→ **WORK ORDER**
How do the lines below between the ones holding "duplicates by construction." and "pub type AddressView", inclusive, read? Give them again exactly, with no other lines.

→ **Dataset entries**

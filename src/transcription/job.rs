//! Remote job identity, status values and the polling state machine.

use std::fmt;

use serde::{Deserialize, Serialize};

/// Opaque job identifier assigned by the transcription service.
#[derive(Debug, Clone, PartialEq, Eq, Hash, Serialize, Deserialize)]
#[serde(transparent)]
pub struct JobId(String);

impl JobId {
    pub fn new(id: impl Into<String>) -> Self {
        Self(id.into())
    }

    pub fn as_str(&self) -> &str {
        &self.0
    }
}

impl fmt::Display for JobId {
    fn fmt(&self, f: &mut fmt::Formatter<'_>) -> fmt::Result {
        f.write_str(&self.0)
    }
}

/// Job status as reported by the service.
///
/// Values the client does not know are kept verbatim in `Other` and treated
/// as still in progress.
#[derive(Debug, Clone, PartialEq, Eq)]
pub enum JobStatus {
    Running,
    Done,
    Rejected,
    Expired,
    Other(String),
}

impl JobStatus {
    pub fn parse(value: &str) -> Self {
        match value {
            "running" => JobStatus::Running,
            "done" => JobStatus::Done,
            "rejected" => JobStatus::Rejected,
            "expired" => JobStatus::Expired,
            other => JobStatus::Other(other.to_string()),
        }
    }

    pub fn as_str(&self) -> &str {
        match self {
            JobStatus::Running => "running",
            JobStatus::Done => "done",
            JobStatus::Rejected => "rejected",
            JobStatus::Expired => "expired",
            JobStatus::Other(value) => value,
        }
    }

    /// Returns true once the service will not move the job any further.
    pub fn is_terminal(&self) -> bool {
        matches!(
            self,
            JobStatus::Done | JobStatus::Rejected | JobStatus::Expired
        )
    }
}

impl fmt::Display for JobStatus {
    fn fmt(&self, f: &mut fmt::Formatter<'_>) -> fmt::Result {
        f.write_str(self.as_str())
    }
}

impl<'de> Deserialize<'de> for JobStatus {
    fn deserialize<D>(deserializer: D) -> Result<Self, D::Error>
    where
        D: serde::Deserializer<'de>,
    {
        let value = String::deserialize(deserializer)?;
        Ok(JobStatus::parse(&value))
    }
}

/// Where a job stands from the client's point of view.
///
/// `Submitted` holds until the first status observation. `Done` and `Failed`
/// are terminal: `observe` leaves them unchanged.
#[derive(Debug, Clone, PartialEq, Eq)]
pub enum PollPhase {
    Submitted,
    Running,
    Done,
    Failed(JobStatus),
}

impl PollPhase {
    /// Applies one observed status and returns the next phase.
    pub fn observe(self, status: JobStatus) -> PollPhase {
        if self.is_terminal() {
            return self;
        }
        if !status.is_terminal() {
            return PollPhase::Running;
        }
        match status {
            JobStatus::Done => PollPhase::Done,
            failed => PollPhase::Failed(failed),
        }
    }

    pub fn is_terminal(&self) -> bool {
        matches!(self, PollPhase::Done | PollPhase::Failed(_))
    }
}

#[cfg(test)]
mod tests {
    use super::*;

    #[test]
    fn test_status_parse_known_values() {
        assert_eq!(JobStatus::parse("running"), JobStatus::Running);
        assert_eq!(JobStatus::parse("done"), JobStatus::Done);
        assert_eq!(JobStatus::parse("rejected"), JobStatus::Rejected);
        assert_eq!(JobStatus::parse("expired"), JobStatus::Expired);
    }

    #[test]
    fn test_unknown_status_is_not_terminal() {
        let status = JobStatus::parse("queued");
        assert_eq!(status, JobStatus::Other("queued".to_string()));
        assert_eq!(status.as_str(), "queued");
        assert!(!status.is_terminal());
    }

    #[test]
    fn test_status_deserializes_from_json_string() {
        let status: JobStatus = serde_json::from_str("\"expired\"").unwrap();
        assert_eq!(status, JobStatus::Expired);
    }

    #[test]
    fn test_phase_transitions() {
        let phase = PollPhase::Submitted.observe(JobStatus::Running);
        assert_eq!(phase, PollPhase::Running);

        let phase = phase.observe(JobStatus::Other("transcribing".into()));
        assert_eq!(phase, PollPhase::Running);

        assert_eq!(phase.clone().observe(JobStatus::Done), PollPhase::Done);
        assert_eq!(
            phase.observe(JobStatus::Rejected),
            PollPhase::Failed(JobStatus::Rejected)
        );
    }

    #[test]
    fn test_terminal_phase_ignores_later_observations() {
        let failed = PollPhase::Failed(JobStatus::Expired);
        assert_eq!(
            failed.clone().observe(JobStatus::Done),
            PollPhase::Failed(JobStatus::Expired)
        );
        assert_eq!(PollPhase::Done.observe(JobStatus::Running), PollPhase::Done);
    }
}
//! Display recent log entries from the application.

use anyhow::anyhow;
use std::fs;
use std::path::{Path, PathBuf};

use crate::logging::{get_log_dir, LOG_FILE_PREFIX};

/// Shows the last `lines` entries of the most recent log file.
///
/// # Errors
/// - If the log directory cannot be determined
/// - If log files cannot be read
pub fn handle_logs(lines: usize) -> Result<(), anyhow::Error> {
    let log_dir = get_log_dir()?;

    if !log_dir.exists() {
        println!("Log directory does not exist yet: {}", log_dir.display());
        println!("Logs will be created when the application runs.");
        return Ok(());
    }

    let log_file = match find_latest_log(&log_dir)? {
        Some(path) => path,
        None => {
            println!("No log files found in: {}", log_dir.display());
            println!("Run 'genrx-voice transcribe' to generate logs.");
            return Ok(());
        }
    };

    let content =
        fs::read_to_string(&log_file).map_err(|e| anyhow!("Failed to read log file: {e}"))?;

    if content.is_empty() {
        println!("Log file is empty: {}", log_file.display());
        return Ok(());
    }

    let all_lines: Vec<&str> = content.lines().collect();
    let tail = tail_lines(&all_lines, lines);

    if tail.len() < all_lines.len() {
        println!("Showing last {} of {} lines:", tail.len(), all_lines.len());
    } else {
        println!("Showing all {} lines:", all_lines.len());
    }
    println!("Full log file at: {}", log_file.display());
    println!();

    for line in tail {
        println!("{line}");
    }

    Ok(())
}

fn tail_lines<'a>(lines: &'a [&'a str], count: usize) -> &'a [&'a str] {
    &lines[lines.len().saturating_sub(count)..]
}

/// Finds the most recently modified log file in the directory.
fn find_latest_log(log_dir: &Path) -> Result<Option<PathBuf>, anyhow::Error> {
    let entries =
        fs::read_dir(log_dir).map_err(|e| anyhow!("Failed to read log directory: {e}"))?;

    let mut latest_file: Option<(PathBuf, std::time::SystemTime)> = None;

    for entry in entries {
        let entry = entry.map_err(|e| anyhow!("Failed to read directory entry: {e}"))?;
        let path = entry.path();

        if !path
            .file_name()
            .and_then(|n| n.to_str())
            .is_some_and(|n| n.starts_with(LOG_FILE_PREFIX))
        {
            continue;
        }

        let Ok(modified) = fs::metadata(&path).and_then(|m| m.modified()) else {
            continue;
        };
        let is_newer = latest_file
            .as_ref()
            .map_or(true, |(_, latest)| modified > *latest);
        if is_newer {
            latest_file = Some((path, modified));
        }
    }

    Ok(latest_file.map(|(path, _)| path))
}
#[tokio::main]
async fn main() {
    if let Err(e) = genrx_voice::app::run().await {
        eprintln!("Error: {e}");
        std::process::exit(1);
    }
}
//! Resolution state persisted between iterations.
//!
//! The state file is a TOML document mapping each fully-qualified host to the
//! addresses it resolved to on the last completed iteration:
//!
//! ```toml
//! "a.example.com" = ["10.0.0.1", "10.0.0.2"]
//! "b.example.com" = ["2001:db8::1"]
//! ```
//!
//! The older table form (`"a.example.com" = { "10.0.0.1" = true }`) is still
//! accepted on load and rewritten in list form on the next save.

use serde::{Deserialize, Serialize};
use std::collections::{BTreeMap, BTreeSet};
use std::fs;
use std::io::{self, Write};
use std::path::Path;
use tempfile::NamedTempFile;
use tracing::debug;

use crate::error::OverseerError;

/// Set of address strings; ordered and free of duplicates by construction.
pub type AddressSet = BTreeSet<String>;

/// Host -> sorted address list, as exposed to templates.
pub type AddressView = BTreeMap<String, Vec<String>>;

/// Host -> addresses observed on an iteration.
#[derive(Debug, Clone, Default, PartialEq, Eq, Serialize)]
#[serde(transparent)]
pub struct ResolutionState {
    hosts: BTreeMap<String, AddressSet>,
}

#[derive(Deserialize)]
#[serde(untagged)]
enum StoredAddresses {
    List(AddressSet),
    Table(BTreeMap<String, bool>),
}

impl From<StoredAddresses> for AddressSet {
    fn from(stored: StoredAddresses) -> Self {
        match stored {
            StoredAddresses::List(set) => set,
            StoredAddresses::Table(table) => table
                .into_iter()
                .filter_map(|(addr, present)| present.then_some(addr))
                .collect(),
        }
    }
}

impl ResolutionState {
    /// Create an empty state.
    pub fn new() -> Self {
        Self::default()
    }

    /// Load state from `path`.
    ///
    /// A missing file yields an empty state; any other failure is an error.
    pub fn load(path: &Path) -> Result<Self, OverseerError> {
        let raw = match fs::read_to_string(path) {
            Ok(raw) => raw,
            Err(e) if e.kind() == io::ErrorKind::NotFound => {
                debug!(path = %path.display(), "no state file, starting empty");
                return Ok(Self::new());
            }
            Err(e) => return Err(e.into()),
        };

        let stored: BTreeMap<String, StoredAddresses> =
            toml::from_str(&raw).map_err(|source| OverseerError::StateParse {
                path: path.to_path_buf(),
                source,
            })?;

        let state = Self {
            hosts: stored
                .into_iter()
                .map(|(host, addrs)| (host, addrs.into()))
                .collect(),
        };
        debug!(path = %path.display(), hosts = state.len(), "loaded state");
        Ok(state)
    }

    /// Persist state to `path`, replacing the previous file atomically.
    ///
    /// Parent directories are created when missing. The new content is written
    /// to a temporary file next to `path` and renamed over it, so a failure
    /// at any point leaves the previous file intact.
    pub fn save(&self, path: &Path) -> Result<(), OverseerError> {
        let encoded = toml::to_string(self)?;
        write_atomic(path, encoded.as_bytes(), |_| Ok(()))?;
        debug!(path = %path.display(), hosts = self.len(), "saved state");
        Ok(())
    }

    /// Addresses recorded for `host`.
    pub fn get(&self, host: &str) -> Option<&AddressSet> {
        self.hosts.get(host)
    }

    /// Record the addresses of `host`, replacing any previous entry.
    pub fn insert(&mut self, host: impl Into<String>, addrs: AddressSet) {
        self.hosts.insert(host.into(), addrs);
    }

    /// Drop the entry for `host`.
    pub fn remove(&mut self, host: &str) -> Option<AddressSet> {
        self.hosts.remove(host)
    }

    /// Make the entry for `host` match `other`'s: copied if present there,
    /// removed otherwise.
    pub fn restore_from(&mut self, other: &ResolutionState, host: &str) {
        match other.get(host) {
            Some(addrs) => self.insert(host, addrs.clone()),
            None => {
                self.remove(host);
            }
        }
    }

    /// Iterate hosts and their addresses, ordered by host.
    pub fn iter(&self) -> impl Iterator<Item = (&str, &AddressSet)> {
        self.hosts.iter().map(|(h, a)| (h.as_str(), a))
    }

    /// Number of hosts.
    pub fn len(&self) -> usize {
        self.hosts.len()
    }

    /// True when no host is recorded.
    pub fn is_empty(&self) -> bool {
        self.hosts.is_empty()
    }

    /// Every host with its addresses as a sorted list.
    pub fn address_view(&self) -> AddressView {
        self.hosts
            .iter()
            .map(|(host, addrs)| (host.clone(), addrs.iter().cloned().collect()))
            .collect()
    }
}

impl FromIterator<(String, AddressSet)> for ResolutionState {
    fn from_iter<I: IntoIterator<Item = (String, AddressSet)>>(iter: I) -> Self {
        Self {
            hosts: iter.into_iter().collect(),
        }
    }
}

/// Write `contents` to a temp file beside `path`, let `prepare` adjust it,
/// then rename it over `path`.
pub(crate) fn write_atomic<F>(path: &Path, contents: &[u8], prepare: F) -> io::Result<()>
where
    F: FnOnce(&Path) -> io::Result<()>,
{
    let parent = match path.parent() {
        Some(p) if !p.as_os_str().is_empty() => p,
        _ => Path::new("."),
    };
    fs::create_dir_all(parent)?;

    let mut tmp = NamedTempFile::new_in(parent)?;
    tmp.write_all(contents)?;
    tmp.as_file().sync_all()?;
    prepare(tmp.path())?;
    tmp.persist(path).map_err(|e| e.error)?;
    Ok(())
}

→ **SOLUTION BELOW**
/// Set of address strings; ordered and free of duplicates by construction.
pub type AddressSet = BTreeSet<String>;

/// Host -> sorted address list, as exposed to templates.
pub type AddressView = BTreeMap<String, Vec<String>>;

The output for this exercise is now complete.